PROVIDED DATA Start Marker

//! Integration tests for sequences, adapters, terminals and generators

use std::collections::HashMap;
use std::time::Duration;

use futures::StreamExt;
use pullseq::prelude::*;
use rand::rngs::StdRng;
use rand::SeedableRng;
use tokio::runtime::Runtime;
use tokio_test::{assert_err, assert_ok};

fn runtime() -> Runtime {
    tokio::runtime::Builder::new_multi_thread()
        .worker_threads(2)
        .enable_all()
        .build()
        .unwrap()
}

#[test]
fn test_collect_round_trips_a_list() {
    let lists: Vec<Vec<i32>> = vec![vec![], vec![7], vec![5, -1, 5, 0, 12]];

    for list in lists {
        assert_eq!(collect(sequence_from_list(list.clone())), list);
    }
}

#[test]
fn test_map_matches_elementwise_application() {
    let list = vec![1, 2, 3, 4, 5];
    let f = |x: &i32| x * x - 1;

    let expected: Vec<i32> = list.iter().map(f).collect();

    assert_eq!(collect(map(sequence_from_list(list), f)), expected);
}

#[test]
fn test_filter_matches_list_filtering() {
    let list: Vec<u32> = (0..30).collect();
    let p = |x: &u32| x % 4 == 1;

    let expected: Vec<u32> = list.iter().copied().filter(p).collect();

    assert_eq!(collect(filter(sequence_from_list(list), p)), expected);
}

#[test]
fn test_index_examples() {
    assert_eq!(index(sequence_from_list(vec![3, 1, 4, 1, 5]), &4), Some(2));
    assert_eq!(index(sequence_from_list(vec![3, 1, 4, 1, 5]), &9), None);
    assert!(contain(sequence_from_list(vec![3, 1, 4, 1, 5]), &5));
}

#[test]
fn test_reduce_example() {
    assert_eq!(
        reduce(sequence_from_list(vec![1, 2, 3, 4]), |acc, x| acc + x, 0),
        10
    );
}

#[test]
fn test_group_by_example() {
    let groups = group_by(sequence_from_list(vec!["a", "bb", "cc", "d"]), |s| s.len());

    let expected: HashMap<usize, Vec<&str>> =
        HashMap::from([(1, vec!["a", "d"]), (2, vec!["bb", "cc"])]);
    assert_eq!(groups, expected);
}

#[test]
fn test_slice_examples() {
    let list = vec![0, 1, 2, 3, 4, 5];

    assert_eq!(collect(slice(sequence_from_list(list.clone()), 2, 4)), vec![2, 3]);
    assert_eq!(
        collect(slice(sequence_from_list(list), 2, 100)),
        vec![2, 3, 4, 5]
    );
}

#[test]
fn test_shuffle_keeps_the_multiset() {
    let input = vec![4, 4, 1, 9, 9, 9, 0];

    for seed in 0..20 {
        let mut shuffled = collect(shuffle_with(
            sequence_from_list(input.clone()),
            &mut StdRng::seed_from_u64(seed),
        ));
        let mut sorted_input = input.clone();

        shuffled.sort();
        sorted_input.sort();
        assert_eq!(shuffled, sorted_input);
    }
}

#[test]
fn test_choice_on_empty_is_an_explicit_error() {
    let err = assert_err!(choice(sequence_from_list(Vec::<char>::new())));

    assert_eq!(err.to_string(), "cannot choose from an empty sequence");
}

#[test]
fn test_choice_picks_from_the_sequence() {
    let picked = assert_ok!(choice(sequence_from_list(vec![3, 6, 9]).filter(|x| *x > 3)));

    assert!(picked == 6 || picked == 9);
}

#[test]
fn test_complex_chain() {
    let source = sequence_from_list((1..21).collect::<Vec<i64>>())
        .filter(|x| x % 2 == 0) // Even numbers
        .map(|x| x * 3); // Multiply by 3

    assert_eq!(collect(slice(source, 0, 3)), vec![6, 12, 18]); // 2*3, 4*3, 6*3
}

#[test]
fn test_terminal_helpers_on_empty_input() {
    assert_eq!(max(sequence_from_list(Vec::<i32>::new())), zero::<i32>());
    assert_eq!(min(sequence_from_list(Vec::<i32>::new())), zero::<i32>());
    assert!(is_zero(&sum(sequence_from_list(Vec::<f32>::new()))));
    assert!(to_map(sequence_from_list(Vec::<u8>::new()), |x| *x).is_empty());
}

#[test]
fn test_repeat_delivers_exactly_n_then_ends() {
    let rt = runtime();
    let _guard = rt.enter();

    let (mut sequence, cancel) = repeat("x", 3).unwrap();

    let mut delivered = 0;
    while sequence.advance() {
        assert_eq!(sequence.current(), Some(&"x"));
        delivered += 1;
    }

    assert_eq!(delivered, 3);
    assert!(!sequence.advance());
    rt.block_on(cancel.join_timeout(Duration::from_secs(1))).unwrap();
}

#[test]
fn test_infinite_repeat_stops_delivering_after_cancel() {
    let rt = runtime();
    let _guard = rt.enter();

    let (mut sequence, cancel) = repeat(1u8, -1).unwrap();
    let before: Vec<u8> = (&mut sequence).iter().take(10).collect();
    assert_eq!(before, vec![1; 10]);

    cancel.cancel();

    assert!(!sequence.advance());
    assert!(!sequence.advance());
    rt.block_on(cancel.join_timeout(Duration::from_millis(500))).unwrap();
}

#[test]
fn test_generators_feed_adapters_and_terminals() {
    let rt = runtime();
    let _guard = rt.enter();

    let (numbers, cancel) = count(1u64, 1).unwrap();
    let odd_squares = map(filter(numbers, |n| n % 2 == 1), |n| n * n);

    assert_eq!(collect(slice(odd_squares, 0, 4)), vec![1, 9, 25, 49]);
    cancel.cancel();
}

#[test]
fn test_cycle_over_a_mapped_source() {
    let rt = runtime();
    let _guard = rt.enter();

    let tens = sequence_from_list(vec![1, 2]).map(|n| n * 10);
    let (sequence, cancel) = cycle(tens).unwrap();

    assert_eq!(collect(slice(sequence, 1, 6)), vec![20, 10, 20, 10, 20]);
    cancel.cancel();
}

#[tokio::test]
async fn test_generator_as_stream() {
    let (sequence, cancel) = count(5i32, 5).unwrap();

    let values: Vec<i32> = sequence.take(4).collect().await;
    cancel.cancel();

    assert_eq!(values, vec![5, 10, 15, 20]);
    cancel.join_timeout(Duration::from_secs(1)).await.unwrap();
}

#[tokio::test]
async fn test_advance_async_with_cancellation() {
    let (mut sequence, cancel) = repeat('z', -1).unwrap();

    assert!(sequence.advance_async().await);
    assert_eq!(sequence.current(), Some(&'z'));

    cancel.cancel();

    assert!(!sequence.advance_async().await);
    assert!(sequence.next().await.is_none());
    cancel.join_timeout(Duration::from_secs(1)).await.unwrap();
}

#[tokio::test(flavor = "multi_thread", worker_threads = 2)]
async fn test_terminals_on_generators_from_async_code() {
    let (numbers, cancel) = count(1i64, 1).unwrap();

    let total = reduce(slice(numbers, 0, 10), |acc, n| acc + n, 0);
    cancel.cancel();

    assert_eq!(total, 55);
    cancel.join_timeout(Duration::from_secs(1)).await.unwrap();
}

#[tokio::test]
async fn test_parent_token_stops_all_generators() {
    let shutdown = tokio_util::sync::CancellationToken::new();
    let generator = Generator::new().parent_token(shutdown.clone());

    let (_a, cancel_a) = generator.repeat(0, -1).unwrap();
    let (_b, cancel_b) = generator.cycle(sequence_from_list(vec![1, 2, 3])).unwrap();

    shutdown.cancel();

    cancel_a.join_timeout(Duration::from_secs(1)).await.unwrap();
    cancel_b.join_timeout(Duration::from_secs(1)).await.unwrap();
}
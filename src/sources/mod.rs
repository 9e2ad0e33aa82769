//! List-backed sequences.
//!
//! A [`ListSequence`] owns a snapshot of its elements, so nothing the caller
//! does to its own list after construction can change what the sequence
//! yields.

use crate::core::Sequence;

/// A sequence over an owned, ordered list of elements.
///
/// The cursor moves strictly forward from the first element to the last;
/// once it passes the end the sequence is exhausted for good.
#[derive(Debug, Clone)]
pub struct ListSequence<T> {
    items: Vec<T>,
    next: usize,
    current: Option<usize>,
}

impl<T> ListSequence<T> {
    /// Create a new list sequence that owns `items`
    pub fn new(items: Vec<T>) -> Self {
        Self {
            items,
            next: 0,
            current: None,
        }
    }

    /// Total number of elements in the snapshot
    pub fn len(&self) -> usize {
        self.items.len()
    }

    /// Check if the snapshot has no elements at all
    pub fn is_empty(&self) -> bool {
        self.items.is_empty()
    }

    /// Number of elements not yet reached by the cursor
    pub fn remaining(&self) -> usize {
        self.items.len() - self.next
    }

    /// Consume the sequence and return the full snapshot
    pub fn into_inner(self) -> Vec<T> {
        self.items
    }
}

impl<T> Sequence for ListSequence<T> {
    type Item = T;

    fn advance(&mut self) -> bool {
        if self.next < self.items.len() {
            self.current = Some(self.next);
            self.next += 1;
            true
        } else {
            self.current = None;
            false
        }
    }

    fn current(&self) -> Option<&Self::Item> {
        self.current.map(|index| &self.items[index])
    }
}

impl<T> From<Vec<T>> for ListSequence<T> {
    fn from(items: Vec<T>) -> Self {
        Self::new(items)
    }
}

impl<T> FromIterator<T> for ListSequence<T> {
    fn from_iter<I: IntoIterator<Item = T>>(iter: I) -> Self {
        Self::new(iter.into_iter().collect())
    }
}

/// Create a sequence over the elements of `list`, in order.
///
/// An owned `Vec` is moved in; a slice is cloned. Either way the sequence
/// owns its snapshot.
///
/// ```rust
/// use pullseq::prelude::*;
///
/// let original = vec![1, 2, 3];
/// let sequence = sequence_from_list(original.as_slice());
/// assert_eq!(collect(sequence), original);
/// ```
pub fn sequence_from_list<T, L>(list: L) -> ListSequence<T>
where
    L: Into<Vec<T>>,
{
    ListSequence::new(list.into())
}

PROVIDED DATA End Marker

- **TRY IT**
Among the lines above, show every one that contains the string "StdRng".

- **ANSWER TO THE EXERCISE**
use rand::rngs::StdRng;
            &mut StdRng::seed_from_u64(seed),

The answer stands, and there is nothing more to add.